Rectifiability, finite Hausdorff measure, and compactness for non-minimizing Bernoulli free boundaries

Georg Weiss

created by scharrer on 14 Sep 2023

20 sep 2023 -- 10:00   [open in google calendar]

Agenda: Get-together (30 min), presentation Georg Weiss (60 min), questions and discussions (30 min).

Abstract.

While there are numerous results on minimizers or stable solutions of the Bernoulli problem proving regularity of the free boundary and analyzing singularities, much less is known about critical points of the corresponding energy. Saddle points of the energy (or of closely related energies) and solutions of the corresponding time-dependent problem occur naturally in applied problems such as water waves and combustion theory.

For such critical points $u$−which can be obtained as limits of classical solutions or limits of a singular perturbation problem−it has been open since Weiss03 whether the singular set can be large and what equation the measure $\Delta u$ satisfies, except for the case of two dimensions.
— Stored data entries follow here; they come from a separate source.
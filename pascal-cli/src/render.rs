//! Rendering of centered triangle and diamond shapes

use std::io::Write;

use itertools::Itertools;
use pascal_core::{BinomialGenerator, StrategyKind};

use crate::error::CliError;

/// Rows in the classic triangle demonstration
pub const TRIANGLE_ROWS: u32 = 10;
/// Centering half-width for the triangle
pub const TRIANGLE_HALF_WIDTH: usize = 15;
/// Rows in the widening half of the diamond
pub const DIAMOND_ROWS: u32 = 13;
/// Centering half-width for the diamond
pub const DIAMOND_HALF_WIDTH: usize = 25;

/// Prints the triangle: `rows` rows top-down, then one blank line.
pub fn print_triangle(
    generator: &BinomialGenerator,
    rows: u32,
    half_width: usize,
    out: &mut impl Write,
) -> Result<(), CliError> {
    for row in 0..rows {
        writeln!(out, "{}", centered_row(generator, row, half_width)?)?;
    }
    writeln!(out)?;
    Ok(())
}

/// Prints the diamond: ascending rows, then the same rows descending with
/// the widest row skipped, then one blank line.
pub fn print_diamond(
    generator: &BinomialGenerator,
    rows: u32,
    half_width: usize,
    out: &mut impl Write,
) -> Result<(), CliError> {
    for row in 0..rows {
        writeln!(out, "{}", centered_row(generator, row, half_width)?)?;
    }
    for row in (0..rows.saturating_sub(1)).rev() {
        writeln!(out, "{}", centered_row(generator, row, half_width)?)?;
    }
    writeln!(out)?;
    Ok(())
}

/// The three classic demonstrations, in order: triangle by recurrence,
/// triangle by factorials, diamond by recurrence.
pub fn print_demo(out: &mut impl Write) -> Result<(), CliError> {
    let triangle = BinomialGenerator::new(StrategyKind::Triangle);
    print_triangle(&triangle, TRIANGLE_ROWS, TRIANGLE_HALF_WIDTH, out)?;

    let factorial = BinomialGenerator::new(StrategyKind::Factorial);
    print_triangle(&factorial, TRIANGLE_ROWS, TRIANGLE_HALF_WIDTH, out)?;

    let diamond = BinomialGenerator::new(StrategyKind::Triangle);
    print_diamond(&diamond, DIAMOND_ROWS, DIAMOND_HALF_WIDTH, out)
}

/// One row of coefficients joined by single spaces, left-padded until half
/// the content length (truncating division) reaches `half_width`.
fn centered_row(
    generator: &BinomialGenerator,
    row: u32,
    half_width: usize,
) -> Result<String, CliError> {
    let values: Vec<u64> = (0..=row)
        .map(|col| generator.coefficient(row, col))
        .collect::<Result<_, _>>()?;
    let content = values.iter().join(" ");
    let pad = half_width.saturating_sub(content.len() / 2);
    Ok(format!("{}{}", " ".repeat(pad), content))
}

#[cfg(test)]
mod tests {
    use super::*;

    fn rendered_lines(render: impl FnOnce(&mut Vec<u8>)) -> Vec<String> {
        let mut buf = Vec::new();
        render(&mut buf);
        String::from_utf8(buf)
            .unwrap()
            .lines()
            .map(str::to_owned)
            .collect()
    }

    fn triangle_lines(kind: StrategyKind) -> Vec<String> {
        rendered_lines(|buf| {
            let generator = BinomialGenerator::new(kind);
            print_triangle(&generator, TRIANGLE_ROWS, TRIANGLE_HALF_WIDTH, buf).unwrap();
        })
    }

    #[test]
    fn first_rows_hold_the_expected_values() {
        let lines = triangle_lines(StrategyKind::Triangle);

        assert_eq!(lines[0].trim_start(), "1");
        assert_eq!(lines[1].trim_start(), "1 1");
        assert_eq!(lines[2].trim_start(), "1 2 1");
    }

    #[test]
    fn padding_uses_truncating_half_length() {
        let lines = triangle_lines(StrategyKind::Triangle);

        // "1" has half-length 0, "1 1" half-length 1, "1 2 1" half-length 2
        assert_eq!(lines[0], format!("{}1", " ".repeat(15)));
        assert_eq!(lines[1], format!("{}1 1", " ".repeat(14)));
        assert_eq!(lines[2], format!("{}1 2 1", " ".repeat(13)));
    }

    #[test]
    fn triangle_ends_with_one_blank_line() {
        let lines = triangle_lines(StrategyKind::Triangle);

        assert_eq!(lines.len(), TRIANGLE_ROWS as usize + 1);
        assert!(lines[..TRIANGLE_ROWS as usize].iter().all(|l| !l.is_empty()));
        assert_eq!(lines[TRIANGLE_ROWS as usize], "");
    }

    #[test]
    fn both_strategies_render_the_same_triangle() {
        assert_eq!(
            triangle_lines(StrategyKind::Triangle),
            triangle_lines(StrategyKind::Factorial)
        );
    }

    #[test]
    fn diamond_shape_and_line_count() {
        let lines = rendered_lines(|buf| {
            let generator = BinomialGenerator::new(StrategyKind::Triangle);
            print_diamond(&generator, DIAMOND_ROWS, DIAMOND_HALF_WIDTH, buf).unwrap();
        });

        let non_blank: Vec<&String> = lines.iter().filter(|l| !l.is_empty()).collect();
        assert_eq!(non_blank.len(), 25);

        // the widest row (row 12, peaking at C(12, 6) = 924) appears once
        let widest: Vec<&&String> = non_blank.iter().filter(|l| l.contains("924")).collect();
        assert_eq!(widest.len(), 1);
        assert_eq!(non_blank[12], *widest[0]);

        // the silhouette is vertically symmetric around the widest row
        for i in 0..non_blank.len() {
            assert_eq!(non_blank[i], non_blank[24 - i], "asymmetry at line {}", i);
        }
    }

    #[test]
    fn demo_prints_three_shapes_with_identical_triangles() {
        let mut buf = Vec::new();
        print_demo(&mut buf).unwrap();
        let text = String::from_utf8(buf).unwrap();

        let blocks: Vec<&str> = text.split("\n\n").collect();
        // three shapes, each terminated by one blank line
        assert_eq!(blocks.len(), 4);
        assert_eq!(blocks[3], "");
        // the two triangle demonstrations agree byte for byte
        assert_eq!(blocks[0], blocks[1]);
        assert_ne!(blocks[1], blocks[2]);
    }

    #[test]
    fn overflow_from_oversized_rows_is_surfaced() {
        let generator = BinomialGenerator::new(StrategyKind::Triangle);
        let mut buf = Vec::new();

        let result = print_triangle(&generator, 100, TRIANGLE_HALF_WIDTH, &mut buf);
        assert!(matches!(result, Err(CliError::Compute(_))));
    }
}
//! Trait-based recurrence definition.

/// Defines the dependency structure and computation of a memoized
/// recurrence.
///
/// # Type Parameters
///
/// - `I`: index type for the cache
/// - `K`: value type stored in the cache
///
/// # Example
///
/// ```
/// use pascal_core::memo::{DenseStore, MemoCache, Recurrence};
/// use std::convert::Infallible;
///
/// struct Fibonacci;
///
/// impl Recurrence<usize, u64> for Fibonacci {
///     type Error = Infallible;
///
///     fn deps(&self, n: &usize) -> Vec<usize> {
///         if *n <= 1 { vec![] } else { vec![n - 1, n - 2] }
///     }
///
///     fn compute(&self, n: &usize, deps: Vec<u64>) -> Result<u64, Infallible> {
///         Ok(if *n <= 1 { *n as u64 } else { deps[0] + deps[1] })
///     }
/// }
///
/// let cache = MemoCache::new(DenseStore::new(), Fibonacci);
/// assert_eq!(cache.get(&10).unwrap(), 55);
/// ```
pub trait Recurrence<I, K> {
    /// Error produced when a value cannot be computed.
    type Error;

    /// Returns the indices this index depends on.
    ///
    /// Base cases return an empty vector. Dependencies must form a DAG.
    fn deps(&self, index: &I) -> Vec<I>;

    /// Computes the value for the index from its resolved dependency
    /// values, given in the order returned by [`deps`](Recurrence::deps).
    fn compute(&self, index: &I, deps: Vec<K>) -> Result<K, Self::Error>;
}
//! Error types for coefficient and factorial computation

use thiserror::Error;

/// Error type for binomial coefficient and factorial computation
#[derive(Debug, Clone, Copy, PartialEq, Eq, Error)]
pub enum ComputeError {
    /// The requested position lies outside the triangle
    #[error("column {col} exceeds row {row}")]
    ColumnExceedsRow { row: u32, col: u32 },
    /// The factorial does not fit the value width
    #[error("factorial of {n} exceeds the representable range")]
    FactorialOverflow { n: u32 },
    /// The coefficient or an intermediate sum does not fit the value width
    #[error("coefficient at row {row}, column {col} exceeds the representable range")]
    CoefficientOverflow { row: u32, col: u32 },
}
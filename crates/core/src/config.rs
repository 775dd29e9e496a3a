//! Event bus configuration.

use serde::{Deserialize, Serialize};
use tracing::warn;

/// Environment variable overriding [`BusConfig::thread_prefix`].
pub const ENV_THREAD_PREFIX: &str = "EVBUS_THREAD_PREFIX";

/// Environment variable overriding [`BusConfig::thread_stack_size`] (bytes).
pub const ENV_THREAD_STACK_SIZE: &str = "EVBUS_THREAD_STACK_SIZE";

const DEFAULT_THREAD_PREFIX: &str = "evbus";

/// Settings for background handler execution.
#[derive(Debug, Clone, PartialEq, Eq, Serialize, Deserialize)]
#[serde(default)]
pub struct BusConfig {
    /// Background threads are named `"{thread_prefix}-{event}"`.
    pub thread_prefix: String,
    /// Stack size for background threads. `None` uses the platform default.
    pub thread_stack_size: Option<usize>,
}

impl Default for BusConfig {
    fn default() -> Self {
        Self {
            thread_prefix: DEFAULT_THREAD_PREFIX.to_string(),
            thread_stack_size: None,
        }
    }
}

impl BusConfig {
    /// Build a config from `EVBUS_*` environment variables.
    ///
    /// Unset variables keep their defaults; unparsable ones are logged and
    /// ignored.
    pub fn from_env() -> Self {
        Self::from_lookup(|key| std::env::var(key).ok())
    }

    pub fn with_thread_prefix(mut self, prefix: impl Into<String>) -> Self {
        self.thread_prefix = prefix.into();
        self
    }

    pub fn with_thread_stack_size(mut self, bytes: usize) -> Self {
        self.thread_stack_size = Some(bytes);
        self
    }

    /// Name given to a background thread running a handler for `event`.
    ///
    /// NUL bytes are stripped; the OS rejects them in thread names.
    pub fn thread_name(&self, event: &str) -> String {
        format!("{}-{}", self.thread_prefix, event).replace('\0', "")
    }

    fn from_lookup(lookup: impl Fn(&str) -> Option<String>) -> Self {
        let mut config = Self::default();

        if let Some(prefix) = lookup(ENV_THREAD_PREFIX) {
            if prefix.trim().is_empty() {
                warn!(var = ENV_THREAD_PREFIX, "empty thread prefix; using default");
            } else {
                config.thread_prefix = prefix;
            }
        }

        if let Some(raw) = lookup(ENV_THREAD_STACK_SIZE) {
            match raw.trim().parse::<usize>() {
                Ok(bytes) if bytes > 0 => config.thread_stack_size = Some(bytes),
                _ => warn!(
                    var = ENV_THREAD_STACK_SIZE,
                    value = %raw,
                    "invalid thread stack size; using platform default"
                ),
            }
        }

        config
    }
}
In the present result we use recent techniques such as a frequency formula for the Bernoulli problem as well as the celebrated Naber-Valtorta procedure to answer this more than 20 year old question in an affirmative way:

For a closed class we call variational solutions of the Bernoulli problem, we show that the topological free boundary $\partial \{u > 0\}$ (including degenerate singular points $x$, at which $u(x + r)/r \to 0$ as $r \to 0$) is countably $\mathcal H^{n-1}$-rectifiable and has locally finite $\mathcal H^{n−1}$-measure, and we identify the measure $\Delta u$ completely. This gives a more precise characterization of the free boundary of $u$ in arbitrary dimension than was previously available even in dimension two.

We also show that limits of (not necessarily minimizing) classical solutions as well as limits of critical points of a singularly perturbed energy are variational solutions, so that the result above applies directly to all of them. This is a joint work with Dennis Kriventsov (Rutgers).